The panel, however, said the lower court was "fully within its discretion" to block the attorneys' six-figure fee request, noting it amounted to about 18 times more money than their clients received.  "The declaration that accompanied the fee petition referred more to the plaintiff in [a] prior default judgment case than to the actual plaintiffs in this case.  Moreover, one of the attorneys had misstated his $350 hourly rate as $3550," the judges said.  "Most troubling was that one of the attorneys failed to provide a detailed bill for his time."

Heng Wang of Wang Gao & Associates, who represented Wok Empire, said he was excited by the ruling.  "The Third Circuit's ruling is a wakeup call to the plaintiff's bar," he said.  "There is no silver bullet for the plaintiff's lawyers to always obtain significant attorney's fees in wage-and-hour litigation."

Quinn Emanuel Wins $14M in Attorney Fees in $5M Trial Case

April 30, 2021

A recent Law.com story by Nate Robson, “Quinn Emanuel Wins $14M in Legal Fees for Client’s $5M Case,” reports that Quinn Emanuel Urquhart & Sullivan landed nearly $14 million in legal fees and costs for a client, nearly three times the $5.4 million in damages awarded at trial in the underlying dispute.  The fees, granted by a federal judge in Minnesota, cap off an especially litigious case that came after most other parties settled once another defendant mortgage lender was hit with a $28 million verdict in 2018.

The recent trial involved ResCap Liquidating Trust, which was created in the wake of the 2012 bankruptcy of Residential Funding Corp. after it faced billions of dollars in liabilities tied to residential mortgage-backed securities it sold leading up to the 2008 housing collapse.  ResCap was formed to sue banks and mortgage lenders that sold the loans bundled into those mortgage-backed securities.

In the ruling against mortgage lender Primary Residential Mortgage Inc., U.S. District Judge Susan Richard Nelson repeatedly noted that PRMI’s litigation tactics were responsible for inflating ResCap’s legal fees as the case went to trial.  The judge said PRMI was aware “the parties would not ‘split the tab’ or ‘go Dutch’ on attorney’s fees and costs,” given its contractual agreement at issue in the case and the legal fees awarded in the first trial.  “Given all of this notice, PRMI cannot credibly express indignation now,” Nelson wrote.  “Its own poor judgment in relitigating settled issues throughout this litigation significantly drove up ResCap’s attorney’s fees and costs.”

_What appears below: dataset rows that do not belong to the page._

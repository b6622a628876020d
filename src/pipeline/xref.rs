//! Cross-reference patching. Editors link between documents with inline
//! `[text](Some Title)` markdown; targets are fuzzy-resolved against every
//! title (translations included) and rewritten to stable slug links. What
//! cannot be resolved degrades to plain text or disappears.

use std::collections::BTreeMap;
use std::sync::LazyLock;

use regex::Regex;
use tracing::warn;

use crate::config::Config;
use crate::matcher::ContentMatcher;
use crate::record::{map_strings, Record};
use crate::text;

// Detecting nested parens without a proper parser is hopeless; swallowing one
// stray trailing close paren covers the common authoring mistake. Image links
// and absolute or already-rewritten targets are recognized in code and left
// alone.
static XREF_RE: LazyLock<Regex> =
    LazyLock::new(|| Regex::new(r"!?\[([^\]]*)\]\(([^)]+)\)(?:\s*\))?").unwrap());

struct Target {
    slug: String,
    kind: String,
    title: String,
    translated_titles: BTreeMap<String, String>,
}

struct PatchContext<'a> {
    matcher: ContentMatcher,
    /// Candidate index to target record, since several titles can name one
    /// record.
    owner: Vec<usize>,
    targets: Vec<Target>,
    config: &'a Config,
}

/// Rewrite inline links in every markdown field of every fresh record and
/// translation, then strip the fresh markers: after this pass the batch is
/// final.
pub fn patch_references(records: &mut [Record], config: &Config) {
    let mut titles = Vec::new();
    let mut owner = Vec::new();
    let mut targets = Vec::new();
    for record in records.iter() {
        let index = targets.len();
        titles.push(record.title.clone());
        owner.push(index);
        for translation in record.translations.values() {
            if let Some(title) = translation.title() {
                titles.push(title.to_string());
                owner.push(index);
            }
        }
        targets.push(Target {
            slug: record.slug.clone(),
            kind: record.kind.clone(),
            title: record.title.clone(),
            translated_titles: record
                .translations
                .iter()
                .filter_map(|(lang, tr)| {
                    tr.title().map(|t| (lang.clone(), t.to_string()))
                })
                .collect(),
        });
    }
    let context = PatchContext {
        matcher: ContentMatcher::new(titles, &config.renamed, config.rename_threshold),
        owner,
        targets,
        config,
    };

    for record in records.iter_mut() {
        let lang = record.lang.clone().unwrap_or_default();
        if record.fresh && config.language_all.contains(&lang) {
            for field in &config.markdown_fields {
                if let Some(value) = record.fields.get(field) {
                    let patched =
                        map_strings(value, &mut |s| patch_links(s, &lang, &context));
                    record.fields.insert(field.clone(), patched);
                }
            }
        }
        record.fresh = false;

        for (translation_lang, translation) in record.translations.iter_mut() {
            if translation.fresh && config.language_all.contains(translation_lang) {
                for field in &config.markdown_fields {
                    if let Some(value) = translation.fields.get(field) {
                        let patched = map_strings(value, &mut |s| {
                            patch_links(s, translation_lang, &context)
                        });
                        translation.fields.insert(field.clone(), patched);
                    }
                }
            }
            translation.fresh = false;
        }
    }
}

fn patch_links(text_value: &str, lang: &str, context: &PatchContext) -> String {
    let mut out = String::with_capacity(text_value.len());
    let mut last = 0;
    for caps in XREF_RE.captures_iter(text_value) {
        let whole = caps.get(0).unwrap();
        let link_text = &caps[1];
        let target = caps[2].trim();

        // Images, absolute URLs and already-rewritten slug links pass through
        // untouched, which also keeps this pass idempotent.
        if whole.as_str().starts_with('!') || target.starts_with("http") || target.starts_with('/')
        {
            out.push_str(&text_value[last..whole.end()]);
            last = whole.end();
            continue;
        }

        let pre = &text_value[last..whole.start()];
        match context.matcher.find(target, context.config.match_threshold) {
            Some(candidate) => {
                out.push_str(pre);
                let record = &context.targets[context.owner[candidate]];
                if !link_text.is_empty() {
                    out.push_str(&fill(
                        context.config.xref_formats.get("link").map(String::as_str).unwrap_or(""),
                        "",
                        link_text,
                        &record.slug,
                    ));
                } else {
                    // Synthesized text uses the translated title where one
                    // exists, decorated with the type name for that language
                    let title = if lang == context.config.language_default {
                        &record.title
                    } else {
                        record.translated_titles.get(lang).unwrap_or(&record.title)
                    };
                    let title = text::nest_parens(title, 1);
                    let type_name = context.config.type_name(lang, &record.kind).to_uppercase();
                    let template = context
                        .config
                        .xref_formats
                        .get(lang)
                        .map(String::as_str)
                        .unwrap_or("");
                    out.push_str(&fill(template, &type_name, &title, &record.slug));
                }
            }
            None if !link_text.is_empty() => {
                warn!("xref: no match for {:?}, keeping link text", target);
                out.push_str(pre);
                out.push_str(link_text);
            }
            None => {
                warn!("xref: no match for {:?}, removing construct", target);
                out.push_str(pre.trim_end());
            }
        }
        last = whole.end();
    }
    out.push_str(&text_value[last..]);
    out
}

fn fill(template: &str, type_name: &str, title: &str, slug: &str) -> String {
    template
        .replace("{type}", type_name)
        .replace("{title}", title)
        .replace("{slug}", slug)
}

// ── Tests ──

Nelson said PRMI, represented by a team from Williams & Connolly, challenged relatively miniscule claims for damages and reargued items that were handled in the first trial against another lender.  Nelson pointed to one claim on a loan involving $30,000 in damages as an example.  PRMI’s stance on that loan required discovery, motion practice, expert and fact witness deposition testimony, and then trial testimony.  “While PRMI argues that ResCap’s fee request is out of proportion to its damages award, PRMI overlooks its own practice of litigating aspects of plaintiff’s damages claim in ways that were out of proportion to the amounts at issue, thereby driving up ResCap’s attorney’s fees,” Nelson wrote.

Nelson also rejected PRMI’s claim that paying nearly $14 million in legal fees and costs on a $5.4 million award is disproportionate, noting ResCap was also granted nearly $2 million in prejudgement interest, bringing the total to $7.4 million in damages.  The ruling, granting $10.5 million in attorney fees and $3.5 million in costs, also notes that fees don’t have to be proportional to the award.

Isaac Nesser, the lead attorney on the case for Quinn Emanuel, said neither side had cited a similar instance where legal fees so outpaced the award given.  Nesser said a key to landing the fees was building a record during court appearances of how much work was going into the case because of PRMI’s litigation strategy.

“It was important to us to build a record that we were being forced to spend time and money litigating issues that seemed disproportionate to the actual amount of damages in the dispute,” Nesser said.  “As a result, we came to the view that it was important for us to communicate that information clearly to PRMI and Judge Nelson.  And so we made a record of that any chance we could.”